YOUR OBJECTIVE
Considering the entries that follow, report how many lines include the string "PhaseState", giving the number alone.
:: INPUT MATERIAL ::
use serde::{Deserialize, Serialize};

/// Custom data an agent contributes alongside regular statistics.
#[derive(Debug, Clone, Copy, PartialEq, Eq, Serialize, Deserialize)]
#[serde(tag = "kind", content = "value", rename_all = "snake_case")]
pub enum CustomValue {
    Counter(u64),
    Max(u64),
    Min(u64),
}

impl CustomValue {
    /// Merges `other` into `self`. Values of a different kind replace the
    /// current one.
    fn add(&mut self, other: Self) {
        *self = match (*self, other) {
            (CustomValue::Counter(left), CustomValue::Counter(right)) => {
                CustomValue::Counter(left.saturating_add(right))
            }
            (CustomValue::Max(left), CustomValue::Max(right)) => CustomValue::Max(left.max(right)),
            (CustomValue::Min(left), CustomValue::Min(right)) => CustomValue::Min(left.min(right)),
            (
                CustomValue::Counter(_) | CustomValue::Max(_) | CustomValue::Min(_),
                replacement,
            ) => replacement,
        };
    }
}

/// Cross-agent merge of one custom value: created on first arrival, then
/// `add`ed for every contribution and `complete`d once at run end.
#[derive(Debug, Clone, PartialEq, Eq)]
pub struct Accumulator {
    value: CustomValue,
    contributions: u32,
    completed: bool,
}

impl Accumulator {
    #[must_use]
    pub const fn new(first: CustomValue) -> Self {
        Self {
            value: first,
            contributions: 1,
            completed: false,
        }
    }

    /// Adds a contribution; ignored once completed.
    pub fn add(&mut self, value: CustomValue) {
        if self.completed {
            return;
        }
        self.value.add(value);
        self.contributions = self.contributions.saturating_add(1);
    }

    /// Final value, produced only on the first call.
    pub const fn complete(&mut self) -> Option<CustomValue> {
        if self.completed {
            return None;
        }
        self.completed = true;
        Some(self.value)
    }

    #[must_use]
    pub const fn value(&self) -> CustomValue {
        self.value
    }

    #[must_use]
    pub const fn contributions(&self) -> u32 {
        self.contributions
    }
}
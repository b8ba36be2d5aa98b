use std::collections::HashMap;
use std::path::PathBuf;
use std::sync::Arc;
use std::time::Duration;

use tokio::sync::{mpsc, oneshot};
use tokio::time::Instant;
use tracing::{debug, error, info, warn};

use crate::benchmark::Benchmark;
use crate::distributed::protocol::{
    AgentCommand, AgentControlMessage, AgentReplyMessage, HelloReply, PhaseCommand,
    PhaseControlMessage, WireMessage,
};
use crate::distributed::utils::{current_time_ms, duration_to_ms};
use crate::error::{AppError, AppResult, DistributedError};
use crate::phase::PhaseStatus;
use crate::stats::StatisticsSnapshot;

use super::agent::AgentStatus;
use super::deploy::{AgentEndpoint, DeployedAgent, Deployer, FailureCallback};
use super::events::{AgentConnection, ListKind, RunCommand, RunEvent};
use super::persist::{RunSummary, write_run};
use super::registry::RegistryEvent;
use super::run::{PhaseReport, Run};
use super::schedule::{self, MAX_WAKE_MS, PhaseAction};
use super::view::RunView;

/// How long an agent has to answer a control request.
const REQUEST_TIMEOUT_MS: u64 = 30_000;

/// Final state of a run handed back to the registry.
pub(super) struct RunReport {
    pub(super) view: RunView,
    pub(super) snapshot: StatisticsSnapshot,
}

pub(super) struct RunSettings {
    pub(super) root_dir: PathBuf,
    pub(super) deploy_timeout: Duration,
}

#[derive(Debug, Clone, Copy, PartialEq, Eq)]
enum Stage {
    Deploying { deadline: u64 },
    Initializing,
    Running,
    Stopping,
    Done,
}

#[derive(Debug, Clone, Copy)]
enum RequestKind {
    Initialize,
    Reset,
    List { listing: u64 },
}

struct PendingRequest {
    agent: String,
    kind: RequestKind,
    deadline: u64,
}

struct Listing {
    remaining: usize,
    lines: mpsc::UnboundedSender<String>,
    respond_to: oneshot::Sender<AppResult<()>>,
    failures: Vec<String>,
}

/// The single task that owns and mutates one run.
pub(super) struct RunDriver {
    run: Run,
    stage: Stage,
    events: mpsc::UnboundedReceiver<RunEvent>,
    events_tx: mpsc::UnboundedSender<RunEvent>,
    registry: mpsc::UnboundedSender<RegistryEvent>,
    deployer: Arc<dyn Deployer>,
    endpoint: AgentEndpoint,
    settings: RunSettings,
    deployed: HashMap<String, Box<dyn DeployedAgent>>,
    pending: HashMap<u64, PendingRequest>,
    listings: HashMap<u64, Listing>,
    next_request: u64,
}

fn sleep_deadline(wake_ms: u64) -> Instant {
    let now = Instant::now();
    now.checked_add(Duration::from_millis(wake_ms))
        .unwrap_or(now)
}
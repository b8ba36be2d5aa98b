use tracing::{debug, info};

use crate::distributed::protocol::PhaseCommand;
use crate::phase::{PhaseState, PhaseStatus};

use super::run::Run;

/// Upper bound on how long a run sleeps between scheduling passes.
pub(super) const MAX_WAKE_MS: u64 = 1_000;

/// A phase command to broadcast to every agent of the run.
#[derive(Debug, Clone, PartialEq, Eq)]
pub(super) struct PhaseAction {
    pub(super) command: PhaseCommand,
    pub(super) phase: String,
}

/// Outcome of one scheduling pass.
#[derive(Debug)]
pub(super) struct Tick {
    pub(super) actions: Vec<PhaseAction>,
    pub(super) completed: bool,
    pub(super) wake_ms: u64,
}

/// Runs one scheduling pass at `now`: finishes phases past their duration,
/// terminates or hints termination of finished phases, starts every phase
/// whose preconditions hold and computes the next wake-up.
pub(super) fn tick(run: &mut Run, now: u64) -> Tick {
    let run_start = run.start_time.unwrap_or(now);
    let mut actions = Vec::new();

    let finishing: Vec<usize> = positions(run, |phase| {
        phase.status() == PhaseStatus::Running
            && phase.finish_deadline().is_some_and(|deadline| deadline <= now)
    });
    for position in finishing {
        push_action(run, &mut actions, position, PhaseCommand::Finish);
        run.set_phase_status(position, PhaseStatus::Finishing, now);
    }

    let finished: Vec<usize> = positions(run, |phase| phase.status() == PhaseStatus::Finished);
    for position in finished {
        let Some(phase) = run.phases().get(position) else {
            continue;
        };
        if phase.terminate_deadline().is_some_and(|deadline| deadline <= now) {
            push_action(run, &mut actions, position, PhaseCommand::Terminate);
            run.set_phase_status(position, PhaseStatus::Terminating, now);
        } else if phase
            .definition()
            .terminate_after_strict
            .iter()
            .all(|name| run.phase(name).is_some_and(PhaseState::is_terminated))
        {
            push_action(run, &mut actions, position, PhaseCommand::TryTerminate);
        }
    }

    let available: Vec<usize> = positions(run, |phase| is_available(run, phase, run_start, now));
    for position in available {
        push_action(run, &mut actions, position, PhaseCommand::Run);
        run.start_phase(position, now);
    }

    let completed = run.is_completed();
    if completed {
        info!("{} All phases are terminated", run.id);
    }
    let wake_ms = next_timestamp(run, run_start, now)
        .map_or(MAX_WAKE_MS, |next| next.saturating_sub(now).min(MAX_WAKE_MS));
    Tick {
        actions,
        completed,
        wake_ms,
    }
}

fn positions<F>(run: &Run, mut predicate: F) -> Vec<usize>
where
    F: FnMut(&PhaseState) -> bool,
{
    run.phases()
        .iter()
        .enumerate()
        .filter(|(_, phase)| predicate(phase))
        .map(|(position, _)| position)
        .collect()
}

fn push_action(run: &Run, actions: &mut Vec<PhaseAction>, position: usize, command: PhaseCommand) {
    if let Some(phase) = run.phases().get(position) {
        debug!("{} {} {}", run.id, command.as_str(), phase.name());
        actions.push(PhaseAction {
            command,
            phase: phase.name().to_owned(),
        });
    }
}

/// Whether a not-started phase may start at `now`.
pub(super) fn is_available(run: &Run, phase: &PhaseState, run_start: u64, now: u64) -> bool {
    if phase.status() != PhaseStatus::NotStarted {
        return false;
    }
    let definition = phase.definition();
    if definition
        .start_time_ms
        .is_some_and(|offset| now < run_start.saturating_add(offset))
    {
        return false;
    }
    let finished = definition
        .start_after
        .iter()
        .all(|name| run.phase(name).is_some_and(PhaseState::is_finished));
    let terminated = definition
        .start_after_strict
        .iter()
        .all(|name| run.phase(name).is_some_and(PhaseState::is_terminated));
    if !finished || !terminated {
        return false;
    }
    match definition.start_with_delay.as_ref() {
        Some(delay) => run
            .phase(&delay.phase)
            .filter(|reference| reference.is_started())
            .and_then(PhaseState::absolute_start_time)
            .is_some_and(|start| now >= start.saturating_add(delay.delay_ms)),
        None => true,
    }
}

/// Earliest future instant at which a scheduling pass could act without any
/// agent message arriving first.
fn next_timestamp(run: &Run, run_start: u64, now: u64) -> Option<u64> {
    let mut candidates = Vec::new();
    for phase in run.phases() {
        let definition = phase.definition();
        match phase.status() {
            PhaseStatus::NotStarted => {
                if let Some(offset) = definition.start_time_ms {
                    candidates.push(run_start.saturating_add(offset));
                }
                if let Some(delay) = definition.start_with_delay.as_ref()
                    && let Some(start) = run
                        .phase(&delay.phase)
                        .and_then(PhaseState::absolute_start_time)
                {
                    candidates.push(start.saturating_add(delay.delay_ms));
                }
            }
            PhaseStatus::Running => {
                candidates.extend(phase.finish_deadline());
                candidates.extend(phase.terminate_deadline());
            }
            PhaseStatus::Finishing | PhaseStatus::Finished => {
                candidates.extend(phase.terminate_deadline());
            }
            PhaseStatus::Starting
            | PhaseStatus::Terminating
            | PhaseStatus::Terminated
            | PhaseStatus::Cancelled => {}
        }
    }
    candidates.into_iter().filter(|time| *time > now).min()
}
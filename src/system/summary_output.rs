use chrono::{DateTime, Utc};

use crate::distributed::{RunSummary, RunView};
use crate::stats::PhaseSummary;

fn format_timestamp(ms: Option<u64>) -> String {
    ms.and_then(|ms| i64::try_from(ms).ok())
        .and_then(DateTime::<Utc>::from_timestamp_millis)
        .map_or_else(
            || "-".to_owned(),
            |time| time.format("%Y-%m-%d %H:%M:%S%.3f").to_string(),
        )
}

/// One line per persisted or live run, as printed by `runs`.
pub(crate) fn summary_line(summary: &RunSummary) -> String {
    let state = if !summary.is_completed() {
        "RUNNING"
    } else if summary.cancelled {
        "CANCELLED"
    } else if summary.errors.is_empty() {
        "OK"
    } else {
        "FAILED"
    };
    let mut line = format!(
        "{}  {:<9}  {}  {} -> {}",
        summary.id,
        state,
        summary.benchmark,
        format_timestamp(summary.start_time),
        format_timestamp(summary.terminate_time)
    );
    if let Some(description) = summary.description.as_deref() {
        line.push_str("  ");
        line.push_str(description);
    }
    line
}

/// Final report of a run: header, phases with their statistics, then errors.
pub(crate) fn run_lines(view: &RunView, statistics: &[PhaseSummary]) -> Vec<String> {
    let mut lines = vec![summary_line(&view.summary)];
    for phase in &view.phases {
        let mut line = format!("  {:<32} {}", phase.name, phase.status);
        if phase.failed {
            line.push_str(" (failed)");
        }
        if let Some(stats) = statistics.iter().find(|stats| stats.phase == phase.name) {
            line.push_str(&format!(
                "  requests={} errors={} timeouts={} mean={}ms max={}ms",
                stats.requests,
                stats.errors,
                stats.timeouts,
                stats.mean_response_ms(),
                stats.max_response_ms
            ));
        }
        lines.push(line);
    }
    for error in &view.summary.errors {
        match error.agent.as_deref() {
            Some(agent) => lines.push(format!("  error [{}]: {}", agent, error.message)),
            None => lines.push(format!("  error: {}", error.message)),
        }
    }
    lines
}

#[cfg(test)]
mod tests {
    use super::*;
    use crate::distributed::{PhaseView, RunError};
    use crate::error::{AppError, AppResult};
    use crate::phase::PhaseStatus;

    fn summary() -> RunSummary {
        RunSummary {
            id: "002A".to_owned(),
            benchmark: "checkout".to_owned(),
            description: Some("nightly".to_owned()),
            start_time: Some(0),
            terminate_time: Some(1_500),
            cancelled: false,
            errors: vec![RunError {
                agent: None,
                message: "Error ratio too high".to_owned(),
            }],
        }
    }

    #[test]
    fn summary_line_reports_state_and_times() -> AppResult<()> {
        let line = summary_line(&summary());
        if !line.starts_with("002A  FAILED") {
            return Err(AppError::validation(format!("Unexpected line {}", line)));
        }
        if !line.contains("1970-01-01 00:00:01.500") || !line.ends_with("nightly") {
            return Err(AppError::validation(format!("Unexpected times {}", line)));
        }
        Ok(())
    }

    #[test]
    fn run_lines_join_phase_statistics() -> AppResult<()> {
        let view = RunView {
            summary: summary(),
            phases: vec![PhaseView {
                name: "steady".to_owned(),
                status: PhaseStatus::Terminated,
                failed: true,
                start_time: Some(0),
                completion_time: Some(1_000),
            }],
            agents: Vec::new(),
        };
        let statistics = [PhaseSummary {
            phase: "steady".to_owned(),
            requests: 10,
            responses: 4,
            errors: 6,
            total_response_ms: 40,
            max_response_ms: 25,
            ..PhaseSummary::default()
        }];
        let lines = run_lines(&view, &statistics);
        let phase_line = lines.get(1).map(String::as_str).unwrap_or_default();
        if !phase_line.contains("(failed)") || !phase_line.contains("requests=10 errors=6") {
            return Err(AppError::validation(format!("Unexpected phase line {}", phase_line)));
        }
        if !phase_line.contains("mean=10ms max=25ms") {
            return Err(AppError::validation(format!("Unexpected timings {}", phase_line)));
        }
        if lines.last().map(String::as_str) != Some("  error: Error ratio too high") {
            return Err(AppError::validation("Run errors should close the report"));
        }
        Ok(())
    }
}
:::
SOLUTION
8